Your instructions: Print out the entries that follow exactly, missing none.

Data shown:
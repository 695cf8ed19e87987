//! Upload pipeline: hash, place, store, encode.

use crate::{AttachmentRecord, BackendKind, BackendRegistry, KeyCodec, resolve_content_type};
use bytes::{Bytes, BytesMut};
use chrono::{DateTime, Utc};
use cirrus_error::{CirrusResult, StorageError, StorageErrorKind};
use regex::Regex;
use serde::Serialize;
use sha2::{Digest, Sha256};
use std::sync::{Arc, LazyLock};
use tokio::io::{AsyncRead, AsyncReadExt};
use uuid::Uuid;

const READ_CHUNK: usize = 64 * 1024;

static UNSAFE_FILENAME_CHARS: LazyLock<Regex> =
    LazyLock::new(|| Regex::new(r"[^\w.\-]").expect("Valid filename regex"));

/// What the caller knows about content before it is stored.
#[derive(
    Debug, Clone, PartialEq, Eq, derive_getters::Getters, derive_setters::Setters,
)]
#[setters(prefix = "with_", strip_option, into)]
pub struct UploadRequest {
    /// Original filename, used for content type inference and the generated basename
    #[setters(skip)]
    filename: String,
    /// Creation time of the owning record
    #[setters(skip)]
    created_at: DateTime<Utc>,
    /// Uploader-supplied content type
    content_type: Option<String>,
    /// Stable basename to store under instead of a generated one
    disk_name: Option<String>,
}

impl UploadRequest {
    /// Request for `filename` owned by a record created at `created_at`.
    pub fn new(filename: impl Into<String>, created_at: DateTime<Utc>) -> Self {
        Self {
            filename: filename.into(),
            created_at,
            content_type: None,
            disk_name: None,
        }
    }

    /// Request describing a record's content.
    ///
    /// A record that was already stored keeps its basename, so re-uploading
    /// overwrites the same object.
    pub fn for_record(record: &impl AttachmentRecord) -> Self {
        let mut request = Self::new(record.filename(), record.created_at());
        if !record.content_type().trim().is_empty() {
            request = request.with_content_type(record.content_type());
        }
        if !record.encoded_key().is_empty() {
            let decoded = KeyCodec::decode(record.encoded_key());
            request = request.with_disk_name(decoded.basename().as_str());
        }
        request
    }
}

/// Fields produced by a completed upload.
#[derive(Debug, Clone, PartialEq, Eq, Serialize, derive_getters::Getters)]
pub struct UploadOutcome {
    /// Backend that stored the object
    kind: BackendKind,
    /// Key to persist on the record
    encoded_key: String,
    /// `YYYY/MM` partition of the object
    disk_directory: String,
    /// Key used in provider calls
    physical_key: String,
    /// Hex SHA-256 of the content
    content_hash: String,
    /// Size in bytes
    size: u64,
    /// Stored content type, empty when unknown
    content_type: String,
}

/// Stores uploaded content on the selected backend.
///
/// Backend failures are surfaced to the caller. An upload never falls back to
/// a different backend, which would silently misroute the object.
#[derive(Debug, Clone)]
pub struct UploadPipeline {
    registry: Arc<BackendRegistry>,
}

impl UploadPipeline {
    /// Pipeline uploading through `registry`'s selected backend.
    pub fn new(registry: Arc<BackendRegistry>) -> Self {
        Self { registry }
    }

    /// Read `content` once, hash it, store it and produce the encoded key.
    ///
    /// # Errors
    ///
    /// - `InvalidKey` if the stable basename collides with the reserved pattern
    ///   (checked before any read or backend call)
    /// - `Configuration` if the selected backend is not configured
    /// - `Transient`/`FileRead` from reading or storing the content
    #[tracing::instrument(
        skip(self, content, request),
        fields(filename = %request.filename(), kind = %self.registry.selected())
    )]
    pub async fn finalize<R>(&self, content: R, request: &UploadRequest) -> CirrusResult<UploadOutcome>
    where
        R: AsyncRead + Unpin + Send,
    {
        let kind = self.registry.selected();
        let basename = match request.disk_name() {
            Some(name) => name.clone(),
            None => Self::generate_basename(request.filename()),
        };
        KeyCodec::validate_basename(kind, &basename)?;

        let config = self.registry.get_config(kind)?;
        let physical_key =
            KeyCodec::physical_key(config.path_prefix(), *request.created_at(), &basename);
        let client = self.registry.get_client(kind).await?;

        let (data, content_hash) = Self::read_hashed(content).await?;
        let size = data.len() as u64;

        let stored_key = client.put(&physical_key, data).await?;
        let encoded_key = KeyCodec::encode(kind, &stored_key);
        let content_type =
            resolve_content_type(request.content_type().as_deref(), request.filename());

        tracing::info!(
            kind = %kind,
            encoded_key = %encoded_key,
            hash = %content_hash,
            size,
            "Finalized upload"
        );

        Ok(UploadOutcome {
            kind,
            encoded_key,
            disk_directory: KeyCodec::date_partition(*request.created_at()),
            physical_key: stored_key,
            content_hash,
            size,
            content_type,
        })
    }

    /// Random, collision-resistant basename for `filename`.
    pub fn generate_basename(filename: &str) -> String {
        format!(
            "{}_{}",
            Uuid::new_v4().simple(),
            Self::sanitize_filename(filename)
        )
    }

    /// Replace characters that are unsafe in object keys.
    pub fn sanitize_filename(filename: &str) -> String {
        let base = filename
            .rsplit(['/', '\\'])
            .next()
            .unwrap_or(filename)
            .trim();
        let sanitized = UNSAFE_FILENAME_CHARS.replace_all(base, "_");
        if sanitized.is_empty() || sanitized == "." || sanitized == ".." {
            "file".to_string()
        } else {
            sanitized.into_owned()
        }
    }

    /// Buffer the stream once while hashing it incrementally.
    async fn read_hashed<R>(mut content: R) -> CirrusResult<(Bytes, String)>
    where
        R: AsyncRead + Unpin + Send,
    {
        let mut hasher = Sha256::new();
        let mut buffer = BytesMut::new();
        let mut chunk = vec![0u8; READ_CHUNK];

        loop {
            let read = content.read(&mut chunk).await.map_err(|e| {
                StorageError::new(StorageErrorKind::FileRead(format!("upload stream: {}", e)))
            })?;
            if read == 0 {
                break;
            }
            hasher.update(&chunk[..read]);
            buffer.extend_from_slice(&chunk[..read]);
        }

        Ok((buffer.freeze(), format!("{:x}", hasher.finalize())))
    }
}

Exercise answer:
repository 695cf8ed19e87987
//! Upload pipeline: hash, place, store, encode.

use crate::{AttachmentRecord, BackendKind, BackendRegistry, KeyCodec, resolve_content_type};
use bytes::{Bytes, BytesMut};
use chrono::{DateTime, Utc};
use cirrus_error::{CirrusResult, StorageError, StorageErrorKind};
use regex::Regex;
use serde::Serialize;
use sha2::{Digest, Sha256};
use std::sync::{Arc, LazyLock};
use tokio::io::{AsyncRead, AsyncReadExt};
use uuid::Uuid;

const READ_CHUNK: usize = 64 * 1024;

static UNSAFE_FILENAME_CHARS: LazyLock<Regex> =
    LazyLock::new(|| Regex::new(r"[^\w.\-]").expect("Valid filename regex"));

/// What the caller knows about content before it is stored.
#[derive(
    Debug, Clone, PartialEq, Eq, derive_getters::Getters, derive_setters::Setters,
)]
#[setters(prefix = "with_", strip_option, into)]
pub struct UploadRequest {
    /// Original filename, used for content type inference and the generated basename
    #[setters(skip)]
    filename: String,
    /// Creation time of the owning record
    #[setters(skip)]
    created_at: DateTime<Utc>,
    /// Uploader-supplied content type
    content_type: Option<String>,
    /// Stable basename to store under instead of a generated one
    disk_name: Option<String>,
}

impl UploadRequest {
    /// Request for `filename` owned by a record created at `created_at`.
    pub fn new(filename: impl Into<String>, created_at: DateTime<Utc>) -> Self {
        Self {
            filename: filename.into(),
            created_at,
            content_type: None,
            disk_name: None,
        }
    }

    /// Request describing a record's content.
    ///
    /// A record that was already stored keeps its basename, so re-uploading
    /// overwrites the same object.
    pub fn for_record(record: &impl AttachmentRecord) -> Self {
        let mut request = Self::new(record.filename(), record.created_at());
        if !record.content_type().trim().is_empty() {
            request = request.with_content_type(record.content_type());
        }
        if !record.encoded_key().is_empty() {
            let decoded = KeyCodec::decode(record.encoded_key());
            request = request.with_disk_name(decoded.basename().as_str());
        }
        request
    }
}

/// Fields produced by a completed upload.
#[derive(Debug, Clone, PartialEq, Eq, Serialize, derive_getters::Getters)]
pub struct UploadOutcome {
    /// Backend that stored the object
    kind: BackendKind,
    /// Key to persist on the record
    encoded_key: String,
    /// `YYYY/MM` partition of the object
    disk_directory: String,
    /// Key used in provider calls
    physical_key: String,
    /// Hex SHA-256 of the content
    content_hash: String,
    /// Size in bytes
    size: u64,
    /// Stored content type, empty when unknown
    content_type: String,
}

/// Stores uploaded content on the selected backend.
///
/// Backend failures are surfaced to the caller. An upload never falls back to
/// a different backend, which would silently misroute the object.
#[derive(Debug, Clone)]
pub struct UploadPipeline {
    registry: Arc<BackendRegistry>,
}

impl UploadPipeline {
    /// Pipeline uploading through `registry`'s selected backend.
    pub fn new(registry: Arc<BackendRegistry>) -> Self {
        Self { registry }
    }

    /// Read `content` once, hash it, store it and produce the encoded key.
    ///
    /// # Errors
    ///
    /// - `InvalidKey` if the stable basename collides with the reserved pattern
    ///   (checked before any read or backend call)
    /// - `Configuration` if the selected backend is not configured
    /// - `Transient`/`FileRead` from reading or storing the content
    #[tracing::instrument(
        skip(self, content, request),
        fields(filename = %request.filename(), kind = %self.registry.selected())
    )]
    pub async fn finalize<R>(&self, content: R, request: &UploadRequest) -> CirrusResult<UploadOutcome>
    where
        R: AsyncRead + Unpin + Send,
    {
        let kind = self.registry.selected();
        let basename = match request.disk_name() {
            Some(name) => name.clone(),
            None => Self::generate_basename(request.filename()),
        };
        KeyCodec::validate_basename(kind, &basename)?;

        let config = self.registry.get_config(kind)?;
        let physical_key =
            KeyCodec::physical_key(config.path_prefix(), *request.created_at(), &basename);
        let client = self.registry.get_client(kind).await?;

        let (data, content_hash) = Self::read_hashed(content).await?;
        let size = data.len() as u64;

        let stored_key = client.put(&physical_key, data).await?;
        let encoded_key = KeyCodec::encode(kind, &stored_key);
        let content_type =
            resolve_content_type(request.content_type().as_deref(), request.filename());

        tracing::info!(
            kind = %kind,
            encoded_key = %encoded_key,
            hash = %content_hash,
            size,
            "Finalized upload"
        );

        Ok(UploadOutcome {
            kind,
            encoded_key,
            disk_directory: KeyCodec::date_partition(*request.created_at()),
            physical_key: stored_key,
            content_hash,
            size,
            content_type,
        })
    }

    /// Random, collision-resistant basename for `filename`.
    pub fn generate_basename(filename: &str) -> String {
        format!(
            "{}_{}",
            Uuid::new_v4().simple(),
            Self::sanitize_filename(filename)
        )
    }

    /// Replace characters that are unsafe in object keys.
    pub fn sanitize_filename(filename: &str) -> String {
        let base = filename
            .rsplit(['/', '\\'])
            .next()
            .unwrap_or(filename)
            .trim();
        let sanitized = UNSAFE_FILENAME_CHARS.replace_all(base, "_");
        if sanitized.is_empty() || sanitized == "." || sanitized == ".." {
            "file".to_string()
        } else {
            sanitized.into_owned()
        }
    }

    /// Buffer the stream once while hashing it incrementally.
    async fn read_hashed<R>(mut content: R) -> CirrusResult<(Bytes, String)>
    where
        R: AsyncRead + Unpin + Send,
    {
        let mut hasher = Sha256::new();
        let mut buffer = BytesMut::new();
        let mut chunk = vec![0u8; READ_CHUNK];

        loop {
            let read = content.read(&mut chunk).await.map_err(|e| {
                StorageError::new(StorageErrorKind::FileRead(format!("upload stream: {}", e)))
            })?;
            if read == 0 {
                break;
            }
            hasher.update(&chunk[..read]);
            buffer.extend_from_slice(&chunk[..read]);
        }

        Ok((buffer.freeze(), format!("{:x}", hasher.finalize())))
    }
}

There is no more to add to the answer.